Tradeoffs in Agriculture, the Environment, and Farmer Health
C.C. Crissman1, J.M. Antle2, and S.M. Capalbo2

An Integrated Agriculture/Environment Model
The Pesticides Effect Study
Presentation of Results
Implications for Policy/Technology Analysis
Conclusions
Selected Reading

Over the past two decades, sustainability has come to mean for many the maintenance and improvement in human living standards, standards that are affected by changes in the environment and in human health and economic status. Incorporating sustainability criteria into the mandate of CIP implies that the Center should critically examine not only the productivity but the potential environmental and health effects of its research. In the heterogeneous and frequently fragile environments that are among the priority regions for CIP, there are considerable tradeoffs between productivity gains and their potential environmental and health effects. This paper reports on a general approach to measure the economic, environmental, and health tradeoffs associated with agricultural technologies and how those tradeoffs may be altered through technology or policy changes. The research reported here demonstrates this approach in a study of the environmental and health consequences of pesticide use in potato production in Ecuador.

An Integrated Agriculture/Environment Model

Policy analysis is typically undertaken nationally or regionally. The analysis frequently uses secondary data that reflect aggregates. However, policy analysis with sustainable agricultural development objectives must include environmental effects that are location-specific. Policy analysis in the heterogeneous biophysical setting of the tropical mountains of Ecuador suffers serious deficiencies from the averaging effects of using data that are not location-linked. One objective of the research on pesticide effects is to improve the potential for policy analysis with sustainable agriculture criteria by developing and implementing a framework that links macrotype policy to microtype effects.
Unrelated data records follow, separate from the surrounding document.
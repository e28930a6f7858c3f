//! # Lifecycle and Routing Events
//!
//! This module defines the payloads carried by the two channel kinds on the
//! event bus: room channels (`room:<roomId>`) carry occupant lifecycle events
//! to every process serving a room, and process channels (`proc:<processId>`)
//! carry point-to-point payloads to the process owning a specific socket.
//!
//! ## Event Categories
//!
//! ### Room Events
//! Broadcast after a store transaction succeeded:
//! - Occupant joined (assigned a cell)
//! - Occupant moved (move accepted)
//! - Occupant left (explicit leave or disconnect)
//!
//! ### Process Events
//! Addressed to one socket on one process:
//! - WebRTC signaling relay between two peers
//! - Near/far proximity transitions for a remote counterpart
//!
//! ## Design Principles
//!
//! - **Closed Unions**: both payloads are tagged enums matched exhaustively,
//!   so adding a variant is a compile-visible change rather than a silently
//!   ignored string tag
//! - **Serialization**: JSON on the wire, the same shape on both bus
//!   backends
//! - **No Authority**: room events describe what the store already accepted;
//!   consumers only project them into caches

use crate::types::{Cell, SocketId, UserId};
use serde::{Deserialize, Serialize};

// ============================================================================
// Room Channel Events
// ============================================================================

/// Occupant lifecycle event, published on `room:<roomId>` after the
/// corresponding store transaction succeeded.
///
/// Consumers apply these to their local room cache in arrival order. Cache
/// appliers tolerate duplicates and reordering, so no consumer depends on
/// bus delivery being linearized; caches are projections, never authority.
#[derive(Debug, Clone, PartialEq, Serialize, Deserialize)]
#[serde(tag = "type", rename_all = "camelCase")]
pub enum RoomEvent {
    /// A user was assigned a cell in the room.
    #[serde(rename_all = "camelCase")]
    Joined {
        user_id: UserId,
        position: Cell,
        socket_id: SocketId,
    },
    /// A user's move was accepted by the store.
    #[serde(rename_all = "camelCase")]
    Moved { user_id: UserId, position: Cell },
    /// A user left the room (explicit leave or disconnect).
    #[serde(rename_all = "camelCase")]
    Left { user_id: UserId },
}

impl RoomEvent {
    /// The user this event is about.
    pub fn user_id(&self) -> &UserId {
        match self {
            RoomEvent::Joined { user_id, .. } => user_id,
            RoomEvent::Moved { user_id, .. } => user_id,
            RoomEvent::Left { user_id } => user_id,
        }
    }
}

// ============================================================================
// Process Channel Events
// ============================================================================

/// Point-to-point payload, published on `proc:<processId>` of the process
/// that owns the target socket.
///
/// The publisher resolves the owning process through the registry first; a
/// missing registry entry means the socket is already gone and the message
/// is dropped and logged, never retried.
#[derive(Debug, Clone, PartialEq, Serialize, Deserialize)]
#[serde(tag = "type", rename_all = "camelCase")]
pub enum ProcEvent {
    /// WebRTC signaling payload relayed between two peers.
    #[serde(rename_all = "camelCase")]
    Signal {
        /// Socket the payload is addressed to.
        to: SocketId,
        /// Socket that sent it, so the receiver can answer.
        from: SocketId,
        /// Opaque negotiation payload (offer/answer/ICE), relayed untouched.
        data: serde_json::Value,
    },
    /// A mover entered the target's radius; the target should start
    /// negotiating a peer session with `socket_id`.
    #[serde(rename_all = "camelCase")]
    Near {
        to: SocketId,
        user_id: UserId,
        socket_id: SocketId,
    },
    /// A mover left the target's radius; the target should tear the peer
    /// session with `socket_id` down.
    #[serde(rename_all = "camelCase")]
    Far {
        to: SocketId,
        user_id: UserId,
        socket_id: SocketId,
    },
}

impl ProcEvent {
    /// The socket this payload must be delivered to.
    pub fn target(&self) -> SocketId {
        match self {
            ProcEvent::Signal { to, .. } => *to,
            ProcEvent::Near { to, .. } => *to,
            ProcEvent::Far { to, .. } => *to,
        }
    }
}

#[cfg(test)]
mod tests {
    use super::*;

    #[test]
    fn room_event_wire_form_is_tagged() {
        let event = RoomEvent::Moved {
            user_id: UserId::from("u-1"),
            position: Cell::new(2, 3),
        };
        let json = serde_json::to_value(&event).expect("serialize room event");
        assert_eq!(json["type"], "moved");
        assert_eq!(json["userId"], "u-1");
        assert_eq!(json["position"]["x"], 2);

        let back: RoomEvent = serde_json::from_value(json).expect("deserialize room event");
        assert_eq!(back, event);
    }

    #[test]
    fn proc_event_round_trips_with_opaque_data() {
        let to = SocketId::new();
        let from = SocketId::new();
        let event = ProcEvent::Signal {
            to,
            from,
            data: serde_json::json!({"sdp": "offer", "candidates": [1, 2]}),
        };
        let json = serde_json::to_string(&event).expect("serialize proc event");
        let back: ProcEvent = serde_json::from_str(&json).expect("deserialize proc event");
        assert_eq!(back, event);
        assert_eq!(back.target(), to);
    }
}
The method used here is to define a common unit of measurement valid to the different disciplines and predict the effects of technological or policy changes on those units. In this case, the unit is a farm field. By describing the population of these units statistically and estimating effects on each unit, it is possible to aggregate those effects to a level useful for policy analysis. Using this information, one can define aggregate tradeoffs between economic and environmental or health outcomes in the form of a tradeoff curve.

Figure 1 depicts a model of land use and crop management decision-making. The upper part of the figure pertains to the analysis of a unit of land at the farm level. Prevailing prices, policies, technologies, and the physical attributes of the unit of land affect the farmers’ management decisions on land use and input use. These decisions affect agricultural production, but also may affect the environment and human health through two distinct but interrelated mechanisms. Farmers first determine which units of agricultural land are put into production-the land use decision. Then, on the land in production, farmers make management decisions that determine the application rates of chemicals, water use, and land management practices-the input use decision. Physical relationships between the environmental attributes of the land in production and the management practices then jointly determine the agricultural output, and human health and environmental effects associated with the particular unit of land in production. Thus, the land use and input use decisions of farmers form the linkage between policy and technology and the environmental and health consequences.

 

Figure 1

Figure 1. An economic model of land use and crop management decision-making.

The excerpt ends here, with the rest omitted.